Challenging Assumptions About Fracture Stimulation Placement Effectiveness Using Fiber Optic Distributed Sensing Diagnostics: Diversion, Stage Isolation and Overflushing

Abstract

Abstract The connection of the wellbore to the hydrocarbon resource volumes via effective fracture stimulation is a critical factor in unconventional reservoir completions. Various well construction and dynamic placement methods are used to distribute treatment volumes into targeted sections of the wellbore. This paper provides some insights into the effectiveness of hydraulic fracture stimulation process using Fiber Optics (FO): distributed acoustic sensing (DAS) and distributed temperature sensing (DTS). This paper reviews examples from multiple wells where FO has been used to gain a better understanding of three highly debated fracture stimulation distribution topics: Diversion, Stage Isolation and Overflushing. Diversion is increasingly being used as a way to improve the efficiency of hydraulic fracture stimulation distributions. The effectiveness of the diversion techniques has traditionally been judged on the basis of surface pressure response during treatment and ultimately, from production comparisons to reference wells.
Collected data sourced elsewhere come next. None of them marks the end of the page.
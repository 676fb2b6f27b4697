pub mod plex;
pub mod traits;

pub use plex::PlexClient;
pub use traits::{
    MediaInfo, PlaybackState, PlayerCommand, RemoteClient, RepeatMode, ServerConfig, Snapshot,
    Track,
};

use std::sync::Arc;

/// Builds the remote client shared by every task.
pub fn get_remote(http: reqwest::Client, player_url: &str) -> Arc<dyn RemoteClient> {
    Arc::new(PlexClient::new(http, player_url))
}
Unfortunately, getting clear answers from production performance takes significant time. FO allows for monitoring of the diversion process in real-time. Analysis of DAS and DTS responses is used to quantify diversion efficiency in re-directing hydraulic fracture stimulation from dominant perforation clusters to those not being stimulated. Lack of isolation between stages has frequently been observed in wells with diagnostics. There is consensus amongst the completion community that communication between stages is highly undesirable because the energy and materials of the stimulation are partially or totally misdirected from the target interval to other portions of the wellbore. The analysis of DAS and DTS not only can help determine the frequency of occurrence of communication between stages in cemented and uncemented horizontal wells but also can provide insights about the different communication paths. Fiber Optic distributed sensing in conjunction with complementary diagnostics is also being used to investigate if connections are being maintained at the end of the treatment between the newly created fracs and the wellbore. The use of integrated diagnostics allows evaluation of the frequency in which overflushing (over-displacement) occurs in both vertical and horizontal wells and its impact on well inflow performance where production profiling data is available.